Peter Englund, the academy's permanent secretary, said the academy had contacted Mo, 57,before the announcement.

"He said he was overjoyed and scared," Englund said.

Among the works highlighted by the Nobel judges were "Red Sorghum, (1993), "The Garlic Ballads" (1995), "Big Breasts & Wide Hips (2004).

"He's written 11 novels and let's say a hundred short stories," Englund said. "If you want to start off to get a sense of how he is writing and also get a sense of the moral core in what he is writing I would recommend 'The Garlic Ballads.'"

The award was almost certain to be welcomed in China, unlike when jailed dissident Liu Xiaobo won the Nobel Peace Prize in 2010, which infuriated China. That was the last time a Chinese national won a Nobel Prize.

The communist leadership also disowned the Nobel when Gao Xingjian won the literature award in 2000 for his absurdist dramas and inventive fiction. Gao's works are laced with criticisms of China's communist government and have been banned in China.

Born Guan Moye in 1955 to a farming family in eastern Shandong province, Mo chose his penname while writing his first novel. Garrulous by nature, Mo has said the name, meaning "don't speak," was intended to remind him to hold his tongue lest he get himself into trouble and to mask his identity since he began writing while serving in the army.

His breakthrough came with novel 'Red Sorghum' published in 1987. Set in a small village, like much of his fiction, 'Red Sorghum' is an earthy tale of love and peasant struggles set against the backdrop of the anti-Japanese war. It was turned into a film that won the top prize at the Berlin International Film Festival in 1988, marked the directing debut of Zhang Yimou and boosted Mo's popularity.

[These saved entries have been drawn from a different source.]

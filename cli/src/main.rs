//! docsmith CLI - document assembly tool

use std::fs;
use std::io::Read;
use std::path::{Path, PathBuf};

use chrono::NaiveDate;
use clap::{Parser, Subcommand, ValueEnum};
use colored::Colorize;
use indicatif::{ProgressBar, ProgressStyle};
use serde_json::Value;

use docsmith::invoice::invoice_from_data;
use docsmith::interpolate::format_currency;
use docsmith::render::{self, lint};
use docsmith::{
    registry, ComposeOptions, ComposeRequest, DateStyle, DocumentStore, JsonFileStore,
    JsonFormat, RenderedDocument, StoredDocument,
};

#[derive(Parser)]
#[command(name = "docsmith")]
#[command(version)]
#[command(about = "Compose proposals, letters, invoices and articles from JSON data", long_about = None)]
struct Cli {
    #[command(subcommand)]
    command: Commands,
}

#[derive(Subcommand)]
enum Commands {
    /// Compose a document from a JSON data file
    Compose {
        /// Document type (e.g. proposal, offer-letter, invoice)
        #[arg(value_name = "TYPE")]
        document_type: String,

        /// JSON data file ("-" for stdin, empty object if omitted)
        #[arg(value_name = "DATA")]
        data: Option<PathBuf>,

        /// Output file (stdout if not specified)
        #[arg(short, long, value_name = "FILE")]
        output: Option<PathBuf>,

        #[command(flatten)]
        render: RenderArgs,
    },

    /// Compose many documents listed in a JSON array of {documentType, data}
    Batch {
        /// JSON file holding the requests
        #[arg(value_name = "FILE")]
        input: PathBuf,

        /// Output directory
        #[arg(short, long, value_name = "DIR", default_value = "docsmith_output")]
        output: PathBuf,

        #[command(flatten)]
        render: RenderArgs,
    },

    /// Print the default content of a document type
    Defaults {
        /// Document type
        #[arg(value_name = "TYPE")]
        document_type: String,

        /// Output file (stdout if not specified)
        #[arg(short, long, value_name = "FILE")]
        output: Option<PathBuf>,

        /// Output format
        #[arg(long, value_enum, default_value = "html")]
        format: OutputFormat,
    },

    /// List document types and their sections
    Types {
        /// Show every section of each type
        #[arg(short, long)]
        verbose: bool,
    },

    /// Compute invoice totals from a JSON data file
    Invoice {
        /// JSON data file ("-" for stdin)
        #[arg(value_name = "DATA")]
        data: PathBuf,

        /// Currency symbol
        #[arg(long, default_value = "$")]
        currency: String,
    },

    /// Check a composition for unresolved interpolation markers
    Check {
        /// Document type
        #[arg(value_name = "TYPE")]
        document_type: String,

        /// JSON data file (empty object if omitted)
        #[arg(value_name = "DATA")]
        data: Option<PathBuf>,
    },

    /// Compose and save a document to the store
    Save {
        /// Numeric document id
        #[arg(value_name = "ID")]
        id: u64,

        /// Document type
        #[arg(value_name = "TYPE")]
        document_type: String,

        /// JSON data file ("-" for stdin)
        #[arg(value_name = "DATA")]
        data: Option<PathBuf>,

        /// Store directory
        #[arg(long, env = "DOCSMITH_STORE", default_value = ".docsmith")]
        store: PathBuf,
    },

    /// Show a stored document
    Show {
        /// Numeric document id (lists stored ids if omitted)
        #[arg(value_name = "ID")]
        id: Option<u64>,

        /// Store directory
        #[arg(long, env = "DOCSMITH_STORE", default_value = ".docsmith")]
        store: PathBuf,

        /// Output format
        #[arg(long, value_enum, default_value = "text")]
        format: OutputFormat,
    },

    /// Show version information
    Version,
}

#[derive(clap::Args)]
struct RenderArgs {
    /// Output format
    #[arg(long, value_enum, default_value = "html")]
    format: OutputFormat,

    /// Use print layout (page breaks, A4 page box)
    #[arg(long)]
    print: bool,

    /// Render date (YYYY-MM-DD) used for date fallbacks
    #[arg(long, value_name = "DATE")]
    date: Option<String>,

    /// Currency symbol
    #[arg(long, default_value = "$")]
    currency: String,

    /// Date style
    #[arg(long, value_enum, default_value = "long")]
    date_style: DateStyleArg,

    /// Omit the stylesheet block
    #[arg(long)]
    no_style: bool,

    /// Output compact JSON
    #[arg(long)]
    compact: bool,
}

impl RenderArgs {
    fn options(&self) -> Result<ComposeOptions, Box<dyn std::error::Error>> {
        let mut options = ComposeOptions::new()
            .with_currency_symbol(self.currency.as_str())
            .with_date_style(self.date_style.into())
            .with_stylesheet(!self.no_style)
            .with_lint(true);
        if self.print {
            options = options.for_print();
        }
        if let Some(ref date) = self.date {
            let today = NaiveDate::parse_from_str(date, "%Y-%m-%d")
                .map_err(|e| format!("Invalid date '{}': {}", date, e))?;
            options = options.with_today(today);
        }
        Ok(options)
    }

    fn json_format(&self) -> JsonFormat {
        if self.compact {
            JsonFormat::Compact
        } else {
            JsonFormat::Pretty
        }
    }
}

#[derive(Copy, Clone, PartialEq, Eq, ValueEnum)]
enum OutputFormat {
    /// Full HTML markup
    Html,
    /// Plain text
    Text,
    /// JSON with every page
    Json,
    /// JSON page listing without bodies
    Pages,
}

impl OutputFormat {
    fn extension(&self) -> &'static str {
        match self {
            OutputFormat::Html => "html",
            OutputFormat::Text => "txt",
            OutputFormat::Json | OutputFormat::Pages => "json",
        }
    }
}

#[derive(Copy, Clone, PartialEq, Eq, ValueEnum)]
enum DateStyleArg {
    /// January 5, 2026
    Long,
    /// 01/05/2026
    Short,
    /// 2026-01-05
    Iso,
}

impl From<DateStyleArg> for DateStyle {
    fn from(style: DateStyleArg) -> Self {
        match style {
            DateStyleArg::Long => DateStyle::Long,
            DateStyleArg::Short => DateStyle::Short,
            DateStyleArg::Iso => DateStyle::Iso,
        }
    }
}

fn main() {
    env_logger::init();

    let cli = Cli::parse();

    let result = match cli.command {
        Commands::Compose {
            document_type,
            data,
            output,
            render,
        } => cmd_compose(&document_type, data.as_deref(), output.as_deref(), &render),
        Commands::Batch {
            input,
            output,
            render,
        } => cmd_batch(&input, &output, &render),
        Commands::Defaults {
            document_type,
            output,
            format,
        } => cmd_defaults(&document_type, output.as_deref(), format),
        Commands::Types { verbose } => {
            cmd_types(verbose);
            Ok(())
        }
        Commands::Invoice { data, currency } => cmd_invoice(&data, &currency),
        Commands::Check {
            document_type,
            data,
        } => cmd_check(&document_type, data.as_deref()),
        Commands::Save {
            id,
            document_type,
            data,
            store,
        } => cmd_save(id, &document_type, data.as_deref(), &store),
        Commands::Show { id, store, format } => cmd_show(id, &store, format),
        Commands::Version => {
            cmd_version();
            Ok(())
        }
    };

    if let Err(e) = result {
        eprintln!("{}: {}", "Error".red().bold(), e);
        std::process::exit(1);
    }
}

/// Read a data object from a file, stdin (`-`), or default to `{}`.
fn read_data(path: Option<&Path>) -> Result<Value, Box<dyn std::error::Error>> {
    match path {
        None => Ok(Value::Object(Default::default())),
        Some(p) if p == Path::new("-") => {
            let mut content = String::new();
            std::io::stdin().read_to_string(&mut content)?;
            Ok(serde_json::from_str(&content)?)
        }
        Some(p) => Ok(docsmith::read_data(p)?),
    }
}

fn render_output(
    doc: &RenderedDocument,
    format: OutputFormat,
    json_format: JsonFormat,
) -> Result<String, Box<dyn std::error::Error>> {
    Ok(match format {
        OutputFormat::Html => doc.as_str().to_string(),
        OutputFormat::Text => render::to_text(doc),
        OutputFormat::Json => render::to_json(doc, json_format)?,
        OutputFormat::Pages => render::page_listing(doc, json_format)?,
    })
}

fn write_or_print(content: &str, output: Option<&Path>) -> Result<(), Box<dyn std::error::Error>> {
    if let Some(path) = output {
        fs::write(path, content)?;
        println!("{} {}", "Saved to".green(), path.display());
    } else {
        println!("{}", content);
    }
    Ok(())
}

fn cmd_compose(
    document_type: &str,
    data: Option<&Path>,
    output: Option<&Path>,
    args: &RenderArgs,
) -> Result<(), Box<dyn std::error::Error>> {
    let data = read_data(data)?;
    let options = args.options()?;
    let doc = docsmith::compose_with_options(document_type, &data, &options)?;
    let content = render_output(&doc, args.format, args.json_format())?;
    write_or_print(&content, output)
}

fn cmd_batch(
    input: &Path,
    output_dir: &Path,
    args: &RenderArgs,
) -> Result<(), Box<dyn std::error::Error>> {
    let content = fs::read_to_string(input)?;
    let requests: Vec<ComposeRequest> = serde_json::from_str(&content)?;
    let options = args.options()?;
    fs::create_dir_all(output_dir)?;

    let pb = ProgressBar::new(requests.len() as u64 * 2);
    pb.set_style(
        ProgressStyle::default_bar()
            .template("{spinner:.green} [{bar:40.cyan/blue}] {pos}/{len} {msg}")?
            .progress_chars("#>-"),
    );

    pb.set_message("Composing...");
    let results = docsmith::compose_batch(&requests, &options);
    pb.inc(requests.len() as u64);

    pb.set_message("Writing...");
    let mut failed = Vec::new();
    for (index, (request, result)) in requests.iter().zip(results).enumerate() {
        match result {
            Ok(doc) => {
                let name = format!(
                    "{:03}-{}.{}",
                    index + 1,
                    doc.document_type,
                    args.format.extension()
                );
                let rendered = render_output(&doc, args.format, args.json_format())?;
                fs::write(output_dir.join(name), rendered)?;
            }
            Err(e) => failed.push(format!("#{} ({}): {}", index + 1, request.document_type, e)),
        }
        pb.inc(1);
    }
    pb.finish_with_message("Done!");

    println!(
        "\n{} {} of {} documents written to {}",
        "Done!".green().bold(),
        requests.len() - failed.len(),
        requests.len(),
        output_dir.display()
    );
    for failure in &failed {
        println!("  {} {}", "✗".red(), failure);
    }
    if failed.is_empty() {
        Ok(())
    } else {
        Err(format!("{} documents failed", failed.len()).into())
    }
}

fn cmd_defaults(
    document_type: &str,
    output: Option<&Path>,
    format: OutputFormat,
) -> Result<(), Box<dyn std::error::Error>> {
    let doc = docsmith::default_content(document_type)?;
    let content = render_output(doc, format, JsonFormat::Pretty)?;
    write_or_print(&content, output)
}

fn cmd_types(verbose: bool) {
    let registry = registry();

    println!("{}", "Document Types".cyan().bold());
    println!("{}", "─".repeat(40).dimmed());

    for document_type in registry.document_types() {
        let sections = registry.sections(document_type);
        println!(
            "{:<20} {} ({} sections)",
            document_type.as_str().bold(),
            document_type.display_name(),
            sections.len()
        );
        if verbose {
            let last = sections.len().saturating_sub(1);
            for (i, section) in sections.iter().enumerate() {
                let branch = if i == last { "└─" } else { "├─" };
                println!("  {} {:<28} {}", branch.dimmed(), section.as_str(), section.title());
            }
        }
    }
}

fn cmd_invoice(data: &Path, currency: &str) -> Result<(), Box<dyn std::error::Error>> {
    let data = read_data(Some(data))?;
    let summary = invoice_from_data(&data)?;

    println!("{}", "Invoice Totals".cyan().bold());
    println!("{}", "─".repeat(40).dimmed());

    for line in &summary.items {
        let description = if line.item.description.is_empty() {
            "(no description)"
        } else {
            line.item.description.as_str()
        };
        println!(
            "{:>3}. {:<30} {:>14}",
            line.index + 1,
            description,
            format_currency(line.total, currency)
        );
    }

    println!("{}", "─".repeat(40).dimmed());
    println!("{}: {}", "Subtotal".bold(), format_currency(summary.subtotal, currency));
    if let Some(rate) = summary.tax_rate {
        println!(
            "{} ({}%): {}",
            "Tax".bold(),
            rate.normalize(),
            format_currency(summary.tax, currency)
        );
    }
    println!(
        "{}: {}",
        "Amount due".green().bold(),
        format_currency(summary.grand_total, currency)
    );

    Ok(())
}

fn cmd_check(document_type: &str, data: Option<&Path>) -> Result<(), Box<dyn std::error::Error>> {
    let data = read_data(data)?;
    let doc = docsmith::compose(document_type, &data)?;
    let markers = lint::unresolved_markers(doc.as_str());

    println!(
        "{}: {} ({} pages)",
        "Composed".bold(),
        doc.document_type.display_name(),
        doc.page_count()
    );

    if markers.is_empty() {
        println!("{}", "No unresolved markers".green());
        Ok(())
    } else {
        for marker in &markers {
            println!("  {} {}", "✗".red(), marker);
        }
        Err(format!("{} unresolved markers", markers.len()).into())
    }
}

fn cmd_save(
    id: u64,
    document_type: &str,
    data: Option<&Path>,
    store_dir: &Path,
) -> Result<(), Box<dyn std::error::Error>> {
    let data = read_data(data)?;
    let document_type = registry().lookup(document_type)?;
    let record = StoredDocument::compose(document_type, data, &ComposeOptions::default())?;

    let mut store = JsonFileStore::open(store_dir)?;
    store.set(id, record)?;

    println!(
        "{} {} #{} in {}",
        "Saved".green(),
        document_type.display_name(),
        id,
        store_dir.display()
    );
    Ok(())
}

fn cmd_show(
    id: Option<u64>,
    store_dir: &Path,
    format: OutputFormat,
) -> Result<(), Box<dyn std::error::Error>> {
    let store = JsonFileStore::open(store_dir)?;

    let Some(id) = id else {
        println!("{}", "Stored Documents".cyan().bold());
        println!("{}", "─".repeat(40).dimmed());
        for id in store.ids()? {
            if let Some(record) = store.get(id)? {
                println!(
                    "{:>6}  {:<20} {}",
                    id,
                    record.document_type.as_str(),
                    record.updated_at.format("%Y-%m-%d %H:%M").to_string().dimmed()
                );
            }
        }
        return Ok(());
    };

    let record = store
        .get(id)?
        .ok_or_else(|| format!("No document with id {} in {}", id, store_dir.display()))?;
    let content = render_output(&record.rendered, format, JsonFormat::Pretty)?;
    println!("{}", content);
    Ok(())
}

fn cmd_version() {
    println!("{} {}", "docsmith".cyan().bold(), env!("CARGO_PKG_VERSION"));
    println!("Document assembly tool");
    println!();
    println!("License: MIT");
}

Mo writes of visceral pleasures and existential quandaries and tends to create vivid, mouthy characters. While his early work stuck to a straight-forward narrative structure enlivened by vivid descriptions and raunchy humor, Mo has become more experimental, toying with different narrators and embracing a free-wheeling style often described as 'Chinese magical realism.'

European authors had won four of the past five awards, with last year's prize going to Swedish poet Tomas Transtromer. As with the other Nobel Prizes, the prize is worth 8 million kronor, or about $1.2 million.